Но главное в другом. Со мной сидел один старичок. Он занимался самиздатом. На плохонькой бумаге печатал религиозную литературу. И пишущей машинкой не брезговал. Сам печатал и народу раздавал.
Вот как коммунисты боялись слова Божьего: посадили бедного вместе с убийцами, ворами и валютчиками. Вот он-то мне и мозги, и душу поставил на место: «Как же ты мог торговать святыми иконами и не почувствовать, с чем и с кем имел дело?! Неужели у тебя душа ни разу не дрогнула?» — спрашивал он меня. А у меня не то что не дрогнула, а такое в ней, родимой, творилось... Лучше не вспоминать. Я это дрожание по-своему усмирял: после каждой удачной сделки пускался во все тяжкие. А когда этот мой сокамерник, раб Божий Феодор, стал обо мне, окаянном, молиться со слезами... Да что со слезами! Рыдал после того, как я ему и о половине своих подвигов не рассказал. Однажды ночью просыпаюсь, а он Бога молит простить мои преступления. И, поверите, то ли спросонья, то ли ночь была какая-то особенная: я лежу под одеялом и слушаю его шепот — такой горячий, с такой энергией он произносил мое имя и слова молитвы... Я вдруг разревелся и не мог целый час успокоиться. А я вам доложу, что я вообще никогда не плакал. Ни в детстве, а потом и подавно. Откинул я одеяло и реву. И Федор в голос плачет. Сокамерники проснулись — и... только один матюгнулся и замолк. Все лежат и пошевелиться не могут. Потом братва рассказывала: ужас всех объял, а через некоторое время отошло, и сердцу легко стало и радостно. И не с одним это произошло. Нас было 12 архаровцев, как апостолов у Господа. Правда, иуд оказалось поболе. Корявый — мутный был мужик — замутил братву. Сказал, что это мы с Федором коллективный гипноз напустили. А Федор ответил: «Это нас, братцы, Ангел посетил». И стали мы после этой ночи молиться. Кому скажи, что полхаты на молитву Федор поставил, — не поверят. А Корявый с двумя орлами бесноваться стали. Драки устраивали, визжали. Слава Богу, у тех, кто молился, был крутой заступник — любого заваливал. Да еще два мокрушника-убийцы — с ними тоже не связывались. Так у них от молитвы не морды, а лица сделались — как у детей. Федор наизусть знал и утреннее, и вечернее правила, Покаянный канон. Изобразительны по воскресеньям читал и пел. Тропари всем праздникам. Но война шла конкретная. Федора по воскресеньям отлавливали — и в карцер. За худшие дела так не наказывали, как за молитву. Это потом не только разрешали молиться, но и церковь открыли. А до этого — просто труба...
Я потом, после отсидки, встретил кума — опера. Он говорит: о нашей камере, трижды Краснознаменной, до сих пор легенды ходят. Говорят, Богородица нам явилась. Не знаю, может, Федору и явилась...
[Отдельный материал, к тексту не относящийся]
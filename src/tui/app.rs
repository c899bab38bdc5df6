//! Main application logic for the terminal user interface.
//!
//! This module contains the `App` struct which manages the TUI state,
//! handles user input, renders the interface, and coordinates between
//! the task list, the add/edit form, the search prompt and dialogs.

use std::io;
use std::time::Duration;

use chrono::{Local, NaiveDate};
use crossterm::event::{self, Event, KeyCode, KeyEventKind, KeyModifiers};
use ratatui::{
    backend::Backend,
    layout::{Alignment, Constraint, Direction, Layout, Rect},
    style::{Color, Modifier, Style},
    text::{Line, Span},
    widgets::{Block, Borders, Cell, Clear, Gauge, Paragraph, Row, Table, TableState, Wrap},
    Frame, Terminal,
};
use tracing::warn;

use crate::dates::format_due_relative;
use crate::editor::CommitOutcome;
use crate::error::TaskListError;
use crate::task::TaskId;
use crate::tui::{
    colors::{priority_color, DARK_RED, SLATE},
    enums::AppState,
    input::InputField,
    task_form::{TaskForm, DATE_FIELD, PRIORITY_FIELD, TEXT_FIELD},
    utils::centered_rect,
};
use crate::view::TaskListView;

/// Main application state for the terminal user interface.
pub struct App {
    state: AppState,
    view: TaskListView,
    table_state: TableState,
    /// Ids of the displayed rows, in display order.
    visible: Vec<TaskId>,
    task_form: TaskForm,
    search_input: InputField,
    confirm_target: Option<TaskId>,
    status_message: String,
    today: NaiveDate,
}
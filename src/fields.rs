//! Enumerations and field types for task management.
//!
//! This module defines the structured values used to classify tasks and to
//! drive the derived list view: priorities, status filters and profiles.

use clap::ValueEnum;
use serde::{Deserialize, Serialize};

/// Priority classification for task importance.
#[derive(Debug, Clone, Copy, Default, Serialize, Deserialize, ValueEnum, PartialEq, Eq, Hash)]
pub enum Priority {
    #[serde(alias = "high")]
    High,
    #[default]
    #[serde(alias = "medium")]
    Medium,
    #[serde(alias = "low")]
    Low,
}

impl Priority {
    /// All priorities in selector order.
    pub const ALL: [Priority; 3] = [Priority::High, Priority::Medium, Priority::Low];

    /// Sort rank; higher ranks are listed first.
    pub fn rank(self) -> u8 {
        match self {
            Priority::High => 3,
            Priority::Medium => 2,
            Priority::Low => 1,
        }
    }

    pub fn label(self) -> &'static str {
        match self {
            Priority::High => "High",
            Priority::Medium => "Medium",
            Priority::Low => "Low",
        }
    }
}

/// Status filter applied before search and sort.
#[derive(Debug, Clone, Copy, Default, ValueEnum, PartialEq, Eq)]
pub enum StatusFilter {
    #[default]
    All,
    Completed,
    Pending,
    Today,
}

impl StatusFilter {
    /// Next filter in the cycle used by the list view.
    pub fn next(self) -> Self {
        match self {
            StatusFilter::All => StatusFilter::Completed,
            StatusFilter::Completed => StatusFilter::Pending,
            StatusFilter::Pending => StatusFilter::Today,
            StatusFilter::Today => StatusFilter::All,
        }
    }

    pub fn label(self) -> &'static str {
        match self {
            StatusFilter::All => "All",
            StatusFilter::Completed => "Completed",
            StatusFilter::Pending => "Pending",
            StatusFilter::Today => "Due Today",
        }
    }
}

/// Behavioural profile of the task list.
///
/// `Dated` tasks carry a required due date and a priority, and the list offers
/// filtering and search. `Basic` tasks are text plus a completion flag.
#[derive(Debug, Clone, Copy, Default, ValueEnum, PartialEq, Eq)]
pub enum Profile {
    #[default]
    Dated,
    Basic,
}

impl Profile {
    /// Whether the profile exposes date and priority fields.
    pub fn has_details(self) -> bool {
        matches!(self, Profile::Dated)
    }

    /// Whether filter and search controls are offered.
    pub fn has_query(self) -> bool {
        matches!(self, Profile::Dated)
    }
}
Я потом братву, которая уверовала, на Святую Землю возил. Правда, на Геннисаретском озере бесяра на нас напал крепко. Я даже думаю, не тот ли это был легион, которого Господь изгнал из гадаринского товарища. Так нас всех скрутило. Готовы были разорвать друг друга. Но это грустная история. Главное, мы помирились и теперь братва стали братьями. Помогаем друг другу во всем.
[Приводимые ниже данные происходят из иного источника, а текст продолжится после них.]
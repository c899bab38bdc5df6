//! Command implementations for the CLI interface.
//!
//! Each handler drives the shared `TaskListView`, so the CLI applies exactly
//! the same validation and persistence rules as the terminal UI.

use chrono::{Local, NaiveDate};
use clap::Subcommand;
use clap_complete::{generate, Shell};

use crate::dates::format_due_relative;
use crate::editor::CommitOutcome;
use crate::error::TaskListError;
use crate::fields::{Priority, Profile, StatusFilter};
use crate::query::ViewRow;
use crate::task::TaskId;
use crate::tui::run::run_tui;
use crate::view::TaskListView;

#[derive(Subcommand)]
pub enum Commands {
    /// Launch the interactive UI interface.
    Ui,

    /// Add a new task.
    Add {
        /// What needs doing.
        text: String,
        /// Due date: YYYY-MM-DD, "today", "tomorrow", "friday" or "in Nd".
        #[arg(long)]
        date: Option<String>,
        /// Priority: high | medium | low (default medium).
        #[arg(long, value_enum)]
        priority: Option<Priority>,
    },

    /// List tasks, highest priority first.
    List {
        /// Status filter: all | completed | pending | today.
        #[arg(long, value_enum, default_value_t = StatusFilter::All)]
        filter: StatusFilter,
        /// Case-insensitive text search.
        #[arg(long)]
        search: Option<String>,
        /// Limit number of rows printed.
        #[arg(long)]
        limit: Option<usize>,
    },

    /// Change an existing task. Omitted fields keep their value.
    Edit {
        id: u64,
        #[arg(long)]
        text: Option<String>,
        #[arg(long)]
        date: Option<String>,
        #[arg(long, value_enum)]
        priority: Option<Priority>,
    },

    /// Toggle a task between pending and completed.
    Toggle { id: u64 },

    /// Delete a task.
    Delete { id: u64 },

    /// Show how many tasks are completed.
    Progress,

    /// Generate shell completion scripts.
    Completions {
        #[arg(value_enum)]
        shell: Shell,
    },
}

fn today() -> NaiveDate {
    Local::now().date_naive()
}

/// Notice for `--date`/`--priority` given under a profile that has no such fields.
fn ignored_details_notice(profile: Profile, date: Option<&str>, priority: Option<Priority>) -> Option<&'static str> {
    if !profile.has_details() && (date.is_some() || priority.is_some()) {
        Some("--date and --priority are only used with --profile dated; ignoring them")
    } else {
        None
    }
}

fn exit_with(context: &str, e: TaskListError) -> ! {
    eprintln!("{context}: {e}");
    std::process::exit(1);
}

/// Launch the terminal UI.
pub fn cmd_ui(view: TaskListView) {
    if let Err(e) = run_tui(view) {
        eprintln!("UI error: {e}");
        std::process::exit(1);
    }
}

/// Add a new task.
pub fn cmd_add(view: &mut TaskListView, text: String, date: Option<String>, priority: Option<Priority>) {
    if let Some(notice) = ignored_details_notice(view.profile(), date.as_deref(), priority) {
        eprintln!("{notice}");
    }
    let draft = &mut view.editor_mut().draft;
    draft.text = text;
    draft.date = date.unwrap_or_default();
    draft.priority = priority.unwrap_or_default();
    match view.commit(today()) {
        Ok(CommitOutcome::Inserted(id)) => println!("Added task {id}"),
        Ok(CommitOutcome::Updated(id)) => println!("Updated task {id}"),
        Err(e) => exit_with("Could not add task", e),
    }
}

/// List tasks with optional filters.
pub fn cmd_list(view: &mut TaskListView, filter: StatusFilter, search: Option<String>, limit: Option<usize>) {
    if !view.profile().has_query() && (filter != StatusFilter::All || search.is_some()) {
        eprintln!("Filters and search are only available with --profile dated");
    }
    view.set_filter(filter);
    view.set_search(search.unwrap_or_default());

    let today = today();
    let mut rows = view.rows(today);
    if let Some(n) = limit {
        rows.truncate(n);
    }
    if rows.is_empty() {
        println!("No tasks.");
    } else {
        print_table(&rows, view.profile().has_details(), today);
    }
    let progress = view.progress();
    println!("\n{}% Completed ({}/{})", progress.percent, progress.completed, progress.total);
}

/// Edit the text, date or priority of a task.
pub fn cmd_edit(
    view: &mut TaskListView,
    id: u64,
    text: Option<String>,
    date: Option<String>,
    priority: Option<Priority>,
) {
    if let Some(notice) = ignored_details_notice(view.profile(), date.as_deref(), priority) {
        eprintln!("{notice}");
    }
    if let Err(e) = view.start_edit(TaskId(id)) {
        exit_with("Could not edit task", e);
    }
    let draft = &mut view.editor_mut().draft;
    if let Some(text) = text {
        draft.text = text;
    }
    if let Some(date) = date {
        draft.date = date;
    }
    if let Some(priority) = priority {
        draft.priority = priority;
    }
    match view.commit(today()) {
        Ok(_) => println!("Updated task {id}"),
        Err(e) => exit_with("Could not update task", e),
    }
}

/// Toggle completion of a task.
pub fn cmd_toggle(view: &mut TaskListView, id: u64) {
    match view.toggle(TaskId(id)) {
        Ok(true) => println!("Task {id} completed."),
        Ok(false) => println!("Task {id} reopened."),
        Err(e) => exit_with("Could not toggle task", e),
    }
}

/// Delete a task.
pub fn cmd_delete(view: &mut TaskListView, id: u64) {
    match view.delete(TaskId(id)) {
        Ok(task) => println!("Deleted task {id}: {}", task.text),
        Err(e) => exit_with("Could not delete task", e),
    }
}

/// Print completion progress.
pub fn cmd_progress(view: &TaskListView) {
    let p = view.progress();
    println!("{}% Completed ({}/{} tasks)", p.percent, p.completed, p.total);
}

/// Generate shell completion scripts.
pub fn cmd_completions(shell: Shell) {
    use clap::CommandFactory;
    use crate::cli::Cli;

    let mut app = Cli::command();
    let app_name = app.get_name().to_string();
    generate(shell, &mut app, app_name, &mut std::io::stdout());
}

/// Print rows in a formatted table.
pub fn print_table(rows: &[ViewRow<'_>], details: bool, today: NaiveDate) {
    if details {
        println!("{:<5} {:<4} {:<7} {:<12} {}", "ID", "Done", "Pri", "Due", "Task");
    } else {
        println!("{:<5} {:<4} {}", "ID", "Done", "Task");
    }
    for row in rows {
        let t = row.task;
        let done = if t.completed { "[x]" } else { "[ ]" };
        if details {
            println!(
                "{:<5} {:<4} {:<7} {:<12} {}",
                t.id,
                done,
                t.priority.label(),
                format_due_relative(t.date, today),
                truncate(&t.text, 60)
            );
        } else {
            println!("{:<5} {:<4} {}", t.id, done, truncate(&t.text, 72));
        }
    }
}

/// Truncate a string to a maximum width, adding ellipsis if needed.
pub fn truncate(s: &str, width: usize) -> String {
    if s.chars().count() <= width {
        s.to_string()
    } else {
        let mut out: String = s.chars().take(width.saturating_sub(1)).collect();
        out.push('…');
        out
    }
}

#[cfg(test)]
mod tests {
    use super::*;

    #[test]
    fn test_truncate() {
        assert_eq!(truncate("short", 10), "short");
        assert_eq!(truncate("exactly10!", 10), "exactly10!");
        assert_eq!(truncate("much longer text", 6), "much …");
        assert_eq!(truncate("héllo wörld", 4), "hél…");
    }

    #[test]
    fn test_basic_profile_notices_ignored_details() {
        assert!(ignored_details_notice(Profile::Basic, Some("today"), None).is_some());
        assert!(ignored_details_notice(Profile::Basic, None, Some(Priority::High)).is_some());
        assert_eq!(ignored_details_notice(Profile::Basic, None, None), None);
        assert_eq!(ignored_details_notice(Profile::Dated, Some("today"), Some(Priority::Low)), None);
    }
}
А вот Федор, Царство ему Небесное, не сподобился волю увидеть. Но другой мой друган — я от него подобного не ожидал — как только вышел, все монастыри объездил, у всех старцев побывал. Стал алтарником, потом чтецом в храме. Говорит мне: «Поехали к отцу Павлу Груздеву. Он нашего брата понимает. Может и совет нужный дать, и отмолить. Сам оттянул на сталинских курортах чуть ли не двадцать лет». Я говорю: «Поехали». Прихожу на вокзал: «Куда едем?» — «До Ярославля, а там до Тутаева». Ну, я чуть не помер. «Как до Тутаева?» — «Да так. Он там рядом, в деревне служит».